3. Le 12 octobre 1982, le bureau, qui est composé du président et des douze vice-présidents du Parlement, a adopté, sur proposition des présidents des groupes politiques, une décision concernant la répartition des crédits inscrits au poste 3708 (ci-après la décision de 1982). Le bureau siégeait à cette occasion en présence des présidents des groupes politiques et des délégués des membres non inscrits. L'un des groupes politiques, celui de coordination technique, a marqué son opposition au principe de l'octroi de fonds aux groupes politiques pour la campagne électorale.
4. Cette décision, qui n'a pas été publiée, prévoit que les crédits inscrits au poste 3708 du budget du Parlement européen sont répartis chaque année entre les groupes politiques, les membres non inscrits et un fonds de réserve pour 1984. Cette répartition se fait de la manière suivante : a) chacun des sept groupes reçoit une allocation forfaitaire égale à 1 % du montant total des crédits ; b) il reçoit, en outre, pour chacun de ses membres, 1/434 du montant total des crédits diminue de celui des allocations forfaitaires ; c) chacun des membres non inscrits reçoit également 1/434 du montant total des crédits diminue des allocations forfaitaires ; d) le montant total des sommes attribuées aux groupes politiques et aux membres non inscrits en vertu des règles énoncées sous b) et c) ne peut dépasser 62 % du montant total des crédits inscrits au poste 3708 ; e) chaque année, un montant, égal à 31 % du montant total des crédits inscrits au poste 3708 est affecté à la constitution d'un fonds de réserve. En ce qui concerne ce fonds de réserve, il est prévu qu'il sera reparti, en fonction du nombre de voix obtenues, entre toutes les formations politiques qui auront recueilli aux élections de 1984 soit plus de 5 % des votes valablement exprimés dans l'Etat membre ou elles auront présenté des candidats, soit plus de 1 % des votes valablement exprimés dans au moins trois Etats membres ou elles auront présenté des candidats (ci-après clause des 1 %). Il est annoncé enfin que les détails relatifs à la répartition de cette réserve seront précisés ultérieurement.

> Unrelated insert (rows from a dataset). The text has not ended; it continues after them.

//! 종목 시계열 분석.
//!
//! [`StockSeries`]는 종목 상세 정보 하나와 그 종목의 일별 레코드를 묶은
//! 일시적인 값입니다. 저장하지 않고 분석에만 사용합니다.
//!
//! 평균과 비율은 모두 Decimal로 계산하여 긴 시계열에서도 오차가 누적되지 않습니다.

use super::{InstrumentDetail, PriceRecord};
use crate::error::AnalyticsError;
use crate::types::{DecimalExt, SymbolRegistry};
use rust_decimal::Decimal;
use serde::Serialize;

/// 종목 상세 정보와 날짜순 정렬된 가격 레코드.
#[derive(Debug, Clone)]
pub struct StockSeries {
    detail: InstrumentDetail,
    records: Vec<PriceRecord>,
}

#[derive(Serialize)]
struct SeriesJson<'a> {
    symbol: &'a InstrumentDetail,
    stocks: &'a [PriceRecord],
}

impl StockSeries {
    /// 시리즈를 생성합니다.
    ///
    /// 다른 심볼의 레코드가 섞여 있으면 실패합니다. 빈 레코드 목록은 허용되며,
    /// 이 경우 분석 연산이 [`AnalyticsError::EmptySeries`]를 반환합니다.
    pub fn new(
        detail: InstrumentDetail,
        mut records: Vec<PriceRecord>,
    ) -> Result<Self, AnalyticsError> {
        if let Some(foreign) = records.iter().find(|r| *r.symbol() != detail.symbol) {
            return Err(AnalyticsError::SymbolMismatch {
                expected: detail.symbol.to_string(),
                found: foreign.symbol().to_string(),
            });
        }

        records.sort_by_key(PriceRecord::day);
        Ok(Self { detail, records })
    }

    pub fn detail(&self) -> &InstrumentDetail {
        &self.detail
    }

    pub fn records(&self) -> &[PriceRecord] {
        &self.records
    }

    pub fn len(&self) -> usize {
        self.records.len()
    }

    pub fn is_empty(&self) -> bool {
        self.records.is_empty()
    }

    fn empty_error(&self) -> AnalyticsError {
        AnalyticsError::EmptySeries {
            symbol: self.detail.symbol.to_string(),
        }
    }

    fn overflow_error(&self) -> AnalyticsError {
        AnalyticsError::Overflow {
            symbol: self.detail.symbol.to_string(),
        }
    }

    /// 가장 최근 날짜의 레코드.
    pub fn latest(&self) -> Result<&PriceRecord, AnalyticsError> {
        self.records
            .iter()
            .max_by_key(|r| r.day())
            .ok_or_else(|| self.empty_error())
    }

    /// 전체 종가의 산술 평균.
    pub fn closing_average(&self) -> Result<Decimal, AnalyticsError> {
        if self.records.is_empty() {
            return Err(self.empty_error());
        }

        let sum = self
            .records
            .iter()
            .try_fold(Decimal::ZERO, |acc, r| acc.checked_add(r.close()))
            .ok_or_else(|| self.overflow_error())?;

        sum.checked_div(Decimal::from(self.records.len()))
            .ok_or_else(|| self.overflow_error())
    }

    /// 최신 종가 / 종가 평균.
    pub fn closing_to_average_ratio(&self) -> Result<Decimal, AnalyticsError> {
        let average = self.closing_average()?;
        if average.is_zero() {
            return Err(AnalyticsError::ZeroAverage {
                symbol: self.detail.symbol.to_string(),
            });
        }

        let latest = self.latest()?;
        latest
            .close()
            .checked_div(average)
            .ok_or_else(|| self.overflow_error())
    }

    /// 다이제스트 메일에 들어갈 종목 요약.
    ///
    /// ```text
    /// Nikkei 225
    /// Closing Price: 38500 JPY
    /// 1-Year Moving Average: 35124 JPY
    /// Closing-to-Average Ratio: 109.62%
    /// ```
    ///
    /// 종가는 소수점 이하를 버리고, 평균과 비율은 올림합니다.
    pub fn digest_message(&self, registry: &SymbolRegistry) -> Result<String, AnalyticsError> {
        let display_name = registry.to_display_name(&self.detail.symbol)?;
        let average = self.closing_average()?;
        let latest = self.latest()?;
        let ratio = self.closing_to_average_ratio()?;

        let ratio_pct = ratio
            .checked_mul(Decimal::ONE_HUNDRED)
            .ok_or_else(|| self.overflow_error())?
            .round_up_dp(2);
        let currency = self.detail.currency;

        Ok([
            display_name.to_string(),
            format!("Closing Price: {} {}", latest.close().trunc().normalize(), currency),
            format!("1-Year Moving Average: {} {}", average.ceil().normalize(), currency),
            format!("Closing-to-Average Ratio: {}%", ratio_pct.normalize()),
        ]
        .join("\n"))
    }

    /// `{"symbol": <상세 정보>, "stocks": [<레코드>]}` 형식의 JSON.
    pub fn to_json(&self) -> Result<String, serde_json::Error> {
        serde_json::to_string(&SeriesJson {
            symbol: &self.detail,
            stocks: &self.records,
        })
    }
}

5. Le 12 octobre 1982, le bureau du Parlement européen, siégeant dans les mêmes conditions, a encore arrêté des dispositions sur l'utilisation, par les groupes politiques, des moyens financiers destinés à la campagne d'information précédant les élections européennes de 1984 (ci-après les règles de 1982 sur l'utilisation des crédits). Ces dispositions, qui n'ont pas été publiées, correspondent aux recommandations présentées par un groupe de travail composé des présidents des groupes politiques et présidé par le président du Parlement européen.
6. Du point de vue de l'utilisation des fonds, les règles sont les suivantes. Les crédits mis à la disposition des groupes politiques ne peuvent être utilisés que pour le financement d'activités qui sont en rapport direct avec la préparation et l'exécution de la campagne d'information en vue des élections de 1984. Les dépenses administratives (notamment les traitements de collaborateurs occasionnels, les frais de location de locaux et d'équipements lourds de bureau, les frais de télécommunication) ne peuvent s'élever à plus de 25 % du crédit attribué. L'acquisition de biens immobiliers ou de mobilier de bureau est interdite. Les groupes doivent déposer les fonds qui leur sont attribués dans un compte spécifiquement ouvert à cet effet.
7. Les présidents des groupes politiques sont désignés comme responsables de l'utilisation des fonds à des fins compatibles avec les dispositions adoptées. En dernier ressort, l'utilisation des fonds doit être justifiée auprès des autres instances de contrôle, responsables pour la vérification des fonds du Parlement européen.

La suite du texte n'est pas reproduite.